Currently, AGI is mostly being developed by human engineers and scientists within human social systems. [...] There are far fewer literature professors, historians, anthropologists, creatives, social workers, landscape design architects, restaurant workers, farmers, etc., who are intimately involved in creating AGI. This isn’t surprising or illogical, but if AI is likely to be useful to “everyone” in some way (à la radio, computers), then “everyone” probably needs to be involved.
This concern seems somewhat misdirected.
There weren’t a lot of landscape design architects or farmers involved in the development of radio or computers. It was done by engineers, product managers, technology hobbyists, research scientists, logicians, etc.; along with economic demand from commerce, military, and other users capable of specifying their needs and paying the engineers etc. to do it.
Were landscape architects excluded from developing radio? Did anyone prevent farmers from developing computers? No, they were just busy doing landscape design and farming. Eventually someone built computer systems for architects and farmers to use to get more architecting and farming done.
And then the product managers and sales people made sure that they charged the architects and farmers a butt-ton of money. Downstream of that is why both the farmers and the open-source folks have a problem with John Deere’s licensing and enforcement practices; and the architects ain’t particularly thrilled by Autodesk’s behavior either.

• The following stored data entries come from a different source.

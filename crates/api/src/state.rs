use std::sync::Arc;

use urun_domain::collaboration::{CollaborationPolicy, CollaborationService};
use urun_domain::engagement::{EngagementService, OutboxConfig};
use urun_domain::ideas::IdeaService;
use urun_domain::matching::MatchingService;
use urun_domain::users::ProfileService;
use urun_infra::config::AppConfig;
use urun_infra::repositories::{
    InMemoryActivityRepository, InMemoryContributionRequestRepository,
    InMemoryEngagementOutboxRepository, InMemoryIdeaRepository, InMemoryNotificationRepository,
    InMemoryUserDirectory,
};

#[derive(Clone)]
pub struct AppState {
    pub config: AppConfig,
    pub ideas: IdeaService,
    pub profiles: ProfileService,
    pub collaboration: CollaborationService,
    pub matching: MatchingService,
    pub engagement: EngagementService,
}

impl AppState {
    /// Wires every service over the in-memory record store. The storage
    /// engine itself is an external collaborator; `data_backend` in config is
    /// the seam where a persistent adapter would plug in.
    pub fn new(config: AppConfig) -> Self {
        let requests = Arc::new(InMemoryContributionRequestRepository::default());
        let ideas = Arc::new(InMemoryIdeaRepository::default());
        let users = Arc::new(InMemoryUserDirectory::default());
        let notifications = Arc::new(InMemoryNotificationRepository::default());
        let activities = Arc::new(InMemoryActivityRepository::default());
        let outbox = Arc::new(InMemoryEngagementOutboxRepository::default());

        let engagement = EngagementService::new(
            outbox,
            notifications,
            activities,
            OutboxConfig {
                max_attempts: config.outbox_max_attempts,
                backoff_base_ms: config.outbox_backoff_base_ms,
                backoff_max_ms: config.outbox_backoff_max_ms,
            },
        );
        let collaboration = CollaborationService::new(
            requests.clone(),
            ideas.clone(),
            users.clone(),
            engagement.clone(),
            CollaborationPolicy {
                notify_owner_on_request: config.notify_owner_on_request,
            },
        );
        let matching = MatchingService::new(users.clone(), ideas.clone(), requests);

        Self {
            config,
            ideas: IdeaService::new(ideas),
            profiles: ProfileService::new(users),
            collaboration,
            matching,
            engagement,
        }
    }
}
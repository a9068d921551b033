use crate::collaboration::{ContributionRequest, RequestStatus};
use crate::ports::BoxFuture;
use crate::DomainResult;

pub trait ContributionRequestRepository: Send + Sync {
    /// Inserts a new request. Fails with `DomainError::DuplicateRequest` when
    /// a pending request already exists for the same `(idea_id, user_id)`
    /// pair; the existence check and the insert share one critical section so
    /// concurrent creations cannot both pass.
    fn create(
        &self,
        request: &ContributionRequest,
    ) -> BoxFuture<'_, DomainResult<ContributionRequest>>;

    fn get(&self, request_id: &str) -> BoxFuture<'_, DomainResult<Option<ContributionRequest>>>;

    /// Applies a terminal decision iff the request is still pending.
    /// `DomainError::Conflict` when the precondition fails.
    fn update_if_pending(
        &self,
        request_id: &str,
        status: RequestStatus,
        responded_at_ms: i64,
    ) -> BoxFuture<'_, DomainResult<ContributionRequest>>;

    /// Removes a request iff still pending and returns the removed row.
    /// `DomainError::Conflict` when the request has already been resolved.
    fn delete_if_pending(
        &self,
        request_id: &str,
    ) -> BoxFuture<'_, DomainResult<ContributionRequest>>;

    fn find_pending(
        &self,
        idea_id: &str,
        user_id: &str,
    ) -> BoxFuture<'_, DomainResult<Option<ContributionRequest>>>;

    /// The pending or accepted request for the pair, if one exists. These are
    /// the two states that block a new request or invite.
    fn find_active(
        &self,
        idea_id: &str,
        user_id: &str,
    ) -> BoxFuture<'_, DomainResult<Option<ContributionRequest>>>;

    fn list_by_user(
        &self,
        user_id: &str,
    ) -> BoxFuture<'_, DomainResult<Vec<ContributionRequest>>>;

    fn list_by_idea(
        &self,
        idea_id: &str,
    ) -> BoxFuture<'_, DomainResult<Vec<ContributionRequest>>>;
}
use std::sync::Arc;
use std::time::{Duration, Instant};

use axum::{
    body::Body,
    extract::{MatchedPath, State},
    http::{header, HeaderName, HeaderValue, Request},
    middleware::Next,
    response::{IntoResponse, Response},
};
use governor::middleware::NoOpMiddleware;
use jsonwebtoken::{decode, Algorithm, DecodingKey, Validation};
use serde::Deserialize;
use tower_governor::governor::{GovernorConfig, GovernorConfigBuilder};
use tower_governor::key_extractor::PeerIpKeyExtractor;
use tower_governor::GovernorLayer;
use tower_http::classify::{ServerErrorsAsFailures, SharedClassifier};
use tower_http::request_id::{
    MakeRequestId, PropagateRequestIdLayer, RequestId, SetRequestIdLayer,
};
use tower_http::timeout::TimeoutLayer;
use tower_http::trace::{MakeSpan, TraceLayer};
use tracing::{info_span, Span};
use urun_domain::identity::ActorIdentity;
use uuid::Uuid;

use crate::error::ApiError;
use crate::observability;
use crate::state::AppState;

pub const CORRELATION_ID_HEADER: &str = "x-correlation-id";

#[derive(Clone, Debug)]
#[allow(dead_code)]
pub struct CorrelationId(pub String);

#[derive(Clone, Debug)]
pub struct AuthContext {
    pub user_id: Option<String>,
    pub username: Option<String>,
    pub is_authenticated: bool,
}

impl AuthContext {
    fn anonymous() -> Self {
        Self {
            user_id: None,
            username: None,
            is_authenticated: false,
        }
    }

    fn authenticated(claims: Claims) -> Self {
        let username = claims.name.unwrap_or_else(|| claims.sub.clone());
        Self {
            user_id: Some(claims.sub),
            username: Some(username),
            is_authenticated: true,
        }
    }

    pub fn actor(&self) -> Result<ActorIdentity, ApiError> {
        match (&self.user_id, &self.username) {
            (Some(user_id), Some(username)) if self.is_authenticated => Ok(ActorIdentity {
                user_id: user_id.clone(),
                username: username.clone(),
            }),
            _ => Err(ApiError::Unauthorized),
        }
    }
}

#[derive(Debug, Deserialize)]
struct Claims {
    sub: String,
    name: Option<String>,
    #[allow(dead_code)]
    exp: usize,
}

#[derive(Clone)]
pub struct UuidRequestId;

impl MakeRequestId for UuidRequestId {
    fn make_request_id<B>(&mut self, _request: &Request<B>) -> Option<RequestId> {
        let id = Uuid::now_v7().to_string();
        let value = HeaderValue::from_str(&id).ok()?;
        Some(RequestId::new(value))
    }
}

pub fn trace_layer() -> TraceLayer<SharedClassifier<ServerErrorsAsFailures>, RequestSpan> {
    TraceLayer::new_for_http().make_span_with(RequestSpan)
}

#[derive(Clone, Default)]
pub(crate) struct RequestSpan;

impl<B> MakeSpan<B> for RequestSpan {
    fn make_span(&mut self, req: &Request<B>) -> Span {
        let request_id_header = HeaderName::from_static("x-request-id");
        let request_id = req
            .headers()
            .get(&request_id_header)
            .and_then(|value| value.to_str().ok())
            .unwrap_or("-");
        let correlation_id = req
            .headers()
            .get(CORRELATION_ID_HEADER)
            .and_then(|value| value.to_str().ok())
            .unwrap_or("-");
        info_span!(
            "http_request",
            method = %req.method(),
            uri = %req.uri(),
            request_id = %request_id,
            correlation_id = %correlation_id
        )
    }
}

pub fn set_request_id_layer() -> SetRequestIdLayer<UuidRequestId> {
    SetRequestIdLayer::x_request_id(UuidRequestId)
}

pub fn propagate_request_id_layer() -> PropagateRequestIdLayer {
    PropagateRequestIdLayer::x_request_id()
}

const REQUEST_TIMEOUT: Duration = Duration::from_secs(20);

pub fn timeout_layer() -> TimeoutLayer {
    TimeoutLayer::new(REQUEST_TIMEOUT)
}

pub type RateLimitLayer = GovernorLayer<PeerIpKeyExtractor, NoOpMiddleware>;

pub fn rate_limit_layer() -> RateLimitLayer {
    let config = GovernorConfigBuilder::default()
        .per_second(50)
        .burst_size(120)
        .finish()
        .unwrap_or_else(|| {
            tracing::error!(
                "rate limit config builder produced invalid values; using conservative default"
            );
            GovernorConfig::default()
        });
    GovernorLayer {
        config: Arc::new(config),
    }
}

pub async fn auth_middleware(
    State(state): State<AppState>,
    mut req: Request<Body>,
    next: Next,
) -> Response {
    let auth = match auth_token(&req) {
        Some(token) => match decode_claims(token, &state.config.jwt_secret) {
            Ok(claims) => AuthContext::authenticated(claims),
            Err(err) => {
                tracing::debug!(error = %err, "rejecting bearer token");
                AuthContext::anonymous()
            }
        },
        None => AuthContext::anonymous(),
    };
    req.extensions_mut().insert(auth);
    next.run(req).await
}

pub async fn require_auth_middleware(req: Request<Body>, next: Next) -> Response {
    let authenticated = req
        .extensions()
        .get::<AuthContext>()
        .map(|auth| auth.is_authenticated)
        .unwrap_or(false);
    if !authenticated {
        return ApiError::Unauthorized.into_response();
    }
    next.run(req).await
}

pub async fn correlation_id_middleware(mut req: Request<Body>, next: Next) -> Response {
    let correlation_id = req
        .headers()
        .get(CORRELATION_ID_HEADER)
        .and_then(|value| value.to_str().ok())
        .filter(|value| !value.is_empty())
        .map(str::to_string)
        .unwrap_or_else(|| Uuid::now_v7().to_string());

    let header_name = HeaderName::from_static(CORRELATION_ID_HEADER);
    if let Ok(value) = HeaderValue::from_str(&correlation_id) {
        req.headers_mut().insert(header_name.clone(), value);
    }
    req.extensions_mut()
        .insert(CorrelationId(correlation_id.clone()));

    let mut response = next.run(req).await;
    if let Ok(value) = HeaderValue::from_str(&correlation_id) {
        response.headers_mut().insert(header_name, value);
    }
    response
}

pub async fn track_metrics_middleware(req: Request<Body>, next: Next) -> Response {
    let method = req.method().to_string();
    let route = req
        .extensions()
        .get::<MatchedPath>()
        .map(|path| path.as_str().to_string())
        .unwrap_or_else(|| req.uri().path().to_string());
    let start = Instant::now();

    let response = next.run(req).await;
    observability::register_http_request(&method, &route, response.status(), start.elapsed());
    response
}

fn auth_token(req: &Request<Body>) -> Option<&str> {
    req.headers()
        .get(header::AUTHORIZATION)
        .and_then(|value| value.to_str().ok())
        .and_then(|value| value.strip_prefix("Bearer "))
        .map(str::trim)
        .filter(|token| !token.is_empty())
}

fn decode_claims(token: &str, secret: &str) -> Result<Claims, jsonwebtoken::errors::Error> {
    let data = decode::<Claims>(
        token,
        &DecodingKey::from_secret(secret.as_bytes()),
        &Validation::new(Algorithm::HS256),
    )?;
    Ok(data.claims)
}
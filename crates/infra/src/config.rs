use serde::Deserialize;

#[derive(Debug, Clone, Deserialize)]
pub struct AppConfig {
    pub app_env: String,
    pub port: u16,
    pub log_level: String,
    pub data_backend: String,
    pub jwt_secret: String,
    /// The observed product sends the idea owner no notification when a
    /// candidate files a request (activity only). Flip this to change that
    /// policy without touching the workflow engine.
    pub notify_owner_on_request: bool,
    pub outbox_max_attempts: u32,
    pub outbox_backoff_base_ms: u64,
    pub outbox_backoff_max_ms: u64,
    pub outbox_poll_interval_ms: u64,
    pub outbox_dispatch_batch: usize,
}

impl AppConfig {
    pub fn load() -> Result<Self, config::ConfigError> {
        dotenvy::dotenv().ok();
        let cfg = config::Config::builder()
            .set_default("app_env", "development")?
            .set_default("port", 3000)?
            .set_default("log_level", "info")?
            .set_default("data_backend", "memory")?
            .set_default("jwt_secret", "dev-secret")?
            .set_default("notify_owner_on_request", false)?
            .set_default("outbox_max_attempts", 5)?
            .set_default("outbox_backoff_base_ms", 1000)?
            .set_default("outbox_backoff_max_ms", 60000)?
            .set_default("outbox_poll_interval_ms", 1000)?
            .set_default("outbox_dispatch_batch", 50)?
            .add_source(config::Environment::default().separator("__"))
            .build()?;
        cfg.try_deserialize()
    }

    pub fn is_production(&self) -> bool {
        self.app_env.eq_ignore_ascii_case("production")
    }
}
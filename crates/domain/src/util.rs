use std::time::{SystemTime, UNIX_EPOCH};

use time::{format_description::well_known::Rfc3339, OffsetDateTime};
use uuid::Uuid;

pub fn uuid_v7_without_dashes() -> String {
    Uuid::now_v7().simple().to_string()
}

pub fn now_ms() -> i64 {
    SystemTime::now()
        .duration_since(UNIX_EPOCH)
        .unwrap_or_default()
        .as_millis() as i64
}

pub fn format_ms_rfc3339(epoch_ms: i64) -> String {
    let fallback = OffsetDateTime::from_unix_timestamp(0).unwrap_or(OffsetDateTime::UNIX_EPOCH);
    let value =
        OffsetDateTime::from_unix_timestamp_nanos(epoch_ms as i128 * 1_000_000).unwrap_or(fallback);
    value
        .format(&Rfc3339)
        .unwrap_or("1970-01-01T00:00:00Z".to_string())
}
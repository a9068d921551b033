use crate::ideas::Idea;
use crate::ports::BoxFuture;
use crate::DomainResult;

pub trait IdeaRepository: Send + Sync {
    fn create(&self, idea: &Idea) -> BoxFuture<'_, DomainResult<Idea>>;

    fn get(&self, idea_id: &str) -> BoxFuture<'_, DomainResult<Option<Idea>>>;

    /// Published, publicly visible ideas in a deterministic order
    /// (`created_at_ms`, then `idea_id`).
    fn list_published_public(&self) -> BoxFuture<'_, DomainResult<Vec<Idea>>>;
}
use std::time::Duration;

use metrics::counter;
use urun_domain::engagement::EngagementService;
use urun_domain::util::now_ms;

use crate::config::AppConfig;

const OUTBOX_DELIVERED_TOTAL: &str = "urun_outbox_delivered_total";
const OUTBOX_RETRIED_TOTAL: &str = "urun_outbox_retried_total";
const OUTBOX_DEAD_LETTERED_TOTAL: &str = "urun_outbox_dead_lettered_total";

/// Drains the engagement outbox on an interval until the task is dropped.
/// Delivery is at-least-once; a drain failure is logged and the next tick
/// retries.
pub async fn run_outbox_dispatcher(engagement: EngagementService, config: &AppConfig) {
    let period = Duration::from_millis(config.outbox_poll_interval_ms.max(10));
    let batch = config.outbox_dispatch_batch.max(1);
    let mut ticker = tokio::time::interval(period);

    loop {
        ticker.tick().await;
        match engagement.dispatch_due(now_ms(), batch).await {
            Ok(outcome) if outcome.handled() > 0 => {
                counter!(OUTBOX_DELIVERED_TOTAL).increment(outcome.delivered as u64);
                counter!(OUTBOX_RETRIED_TOTAL).increment(outcome.retried as u64);
                counter!(OUTBOX_DEAD_LETTERED_TOTAL).increment(outcome.dead_lettered as u64);
                tracing::info!(
                    delivered = outcome.delivered,
                    retried = outcome.retried,
                    dead_lettered = outcome.dead_lettered,
                    "engagement outbox drained"
                );
            }
            Ok(_) => {}
            Err(err) => {
                tracing::error!(error = %err, "engagement outbox dispatch failed");
            }
        }
    }
}
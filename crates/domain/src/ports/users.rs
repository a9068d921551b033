use crate::ports::BoxFuture;
use crate::users::User;
use crate::DomainResult;

pub trait UserDirectory: Send + Sync {
    /// Creates or replaces the user's profile. An existing row keeps its
    /// original `created_at_ms`.
    fn upsert(&self, user: &User) -> BoxFuture<'_, DomainResult<User>>;

    fn get(&self, user_id: &str) -> BoxFuture<'_, DomainResult<Option<User>>>;

    /// Users claiming at least one of the given skills. Names are compared
    /// case-insensitively on trimmed values; results come back in a
    /// deterministic order (`created_at_ms`, then `user_id`).
    fn list_with_any_skill(&self, skills: &[String]) -> BoxFuture<'_, DomainResult<Vec<User>>>;
}
use crate::engagement::{
    ActivityDraft, EngagementService, NotificationDraft, ACTIVITY_CONTRIBUTION_ACCEPTED,
    ACTIVITY_CONTRIBUTION_INVITATION_CANCELLED, ACTIVITY_CONTRIBUTION_INVITED,
    ACTIVITY_CONTRIBUTION_REJECTED, ACTIVITY_CONTRIBUTION_REQUESTED,
    ACTIVITY_CONTRIBUTION_WITHDRAWN, NOTIF_TYPE_CONTRIBUTION_REQUEST,
    NOTIF_TYPE_CONTRIBUTION_RESPONSE, NOTIF_TYPE_INVITATION_CANCELLED,
};
use crate::error::DomainError;
use crate::identity::ActorIdentity;
use crate::ideas::Idea;
use crate::policy;
use crate::ports::collaboration::ContributionRequestRepository;
use crate::ports::ideas::IdeaRepository;
use crate::ports::users::UserDirectory;
use crate::users::normalize_skill;
use crate::util::now_ms;
use crate::DomainResult;

const MAX_MESSAGE_LENGTH: usize = 1_000;
const MAX_INVITE_SKILLS: usize = 10;

#[derive(Clone, Copy, Debug, Serialize, Deserialize, PartialEq, Eq, Hash)]
#[serde(rename_all = "snake_case")]
pub enum RequestStatus {
    Pending,
    Accepted,
    Rejected,
    Withdrawn,
}

impl RequestStatus {
    pub fn as_str(&self) -> &'static str {
        match self {
            Self::Pending => "pending",
            Self::Accepted => "accepted",
            Self::Rejected => "rejected",
            Self::Withdrawn => "withdrawn",
        }
    }

    pub fn is_terminal(&self) -> bool {
        matches!(self, Self::Accepted | Self::Rejected)
    }
}

#[derive(Clone, Copy, Debug, Serialize, Deserialize, PartialEq, Eq)]
#[serde(rename_all = "snake_case")]
pub enum ResponseDecision {
    Accepted,
    Rejected,
}

impl ResponseDecision {
    pub fn as_status(self) -> RequestStatus {
        match self {
            Self::Accepted => RequestStatus::Accepted,
            Self::Rejected => RequestStatus::Rejected,
        }
    }

    pub fn as_str(self) -> &'static str {
        self.as_status().as_str()
    }
}

/// A candidate's request to join an idea, or the owner's invitation to a
/// candidate (`initiated_by_owner`). `responded_at_ms` is set iff the request
/// reached a terminal status through an explicit response; withdrawal and
/// cancellation delete the row instead.
#[derive(Clone, Debug, Serialize, Deserialize, PartialEq)]
pub struct ContributionRequest {
    pub request_id: String,
    pub idea_id: String,
    pub user_id: String,
    pub message: String,
    pub skills: Vec<String>,
    pub status: RequestStatus,
    pub initiated_by_owner: bool,
    pub created_at_ms: i64,
    pub updated_at_ms: i64,
    pub responded_at_ms: Option<i64>,
}

/// Requests bucketed by outcome. `withdrawn` stays in the shape for response
/// stability, but withdrawal deletes the row, so it is empty in practice.
#[derive(Clone, Debug, Default, Serialize, Deserialize)]
pub struct ContributionBuckets {
    pub pending: Vec<ContributionRequest>,
    pub accepted: Vec<ContributionRequest>,
    pub rejected: Vec<ContributionRequest>,
    pub withdrawn: Vec<ContributionRequest>,
}

/// Workflow-level policy knobs. The observed product behavior notifies the
/// owner on invite responses but not on incoming candidate requests;
/// `notify_owner_on_request` makes that asymmetry an explicit choice.
#[derive(Clone, Copy, Debug)]
pub struct CollaborationPolicy {
    pub notify_owner_on_request: bool,
}

impl Default for CollaborationPolicy {
    fn default() -> Self {
        Self {
            notify_owner_on_request: false,
        }
    }
}

#[derive(Clone)]
pub struct CollaborationService {
    requests: Arc<dyn ContributionRequestRepository>,
    ideas: Arc<dyn IdeaRepository>,
    users: Arc<dyn UserDirectory>,
    engagement: EngagementService,
    policy: CollaborationPolicy,
}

This is an important point that I needed to be much clearer about—thank you. I’ll try to be more explicit:
First, AGI is not the same as tech historically, where you’re making tools and solving for PMF. AGI is distinct, and my radio/computers analogy muddled this point. Radios didn’t inherit the worldviews of Marconi etc., transistors didn’t generalize the moral intuitions of the Bell Labs engineers. Basically, these tools weren’t absorbing and learning values, so where they solved for PMF, AGI is solving for alignment. AGI learns behavioral priors directly from human judgments (RLHF, reward modeling, etc.) and internalizes/represents the structures of the data and norms it’s trained on. It forms generalizations about concepts like “harm” or “helpfulness” or “fairness” and so forth from those inputs and scales and deploys those generalizations to users, domains, cultures that are way beyond those of its creators’.
So the early value inputs (who provides them, what perspectives the represent, what blind spots they have, etc.) aren’t incidental. And when they become the systems’ default behavior it could be pretty hard to unwind or reshape later for better “PMF”/alignment to new demographics. So absolutely, by using a list of professions to make this point, I definitely minimized the issue and made it feel like a capitalistic / labor force-oriented problem. My deeper point is that there are a lot of people who don’t share Silicon Valley’s belief systems and cultural norms who will be pretty significantly impacted by alignment decisions in AGI.
Diversification really matters because of this. But it’s not at all about having a bunch of farmers learn to code and build transformers—that’s silly. It’s about preventing value lock-in from a narrow slice of people involved in the early decision-making process about what actually matters in alignment.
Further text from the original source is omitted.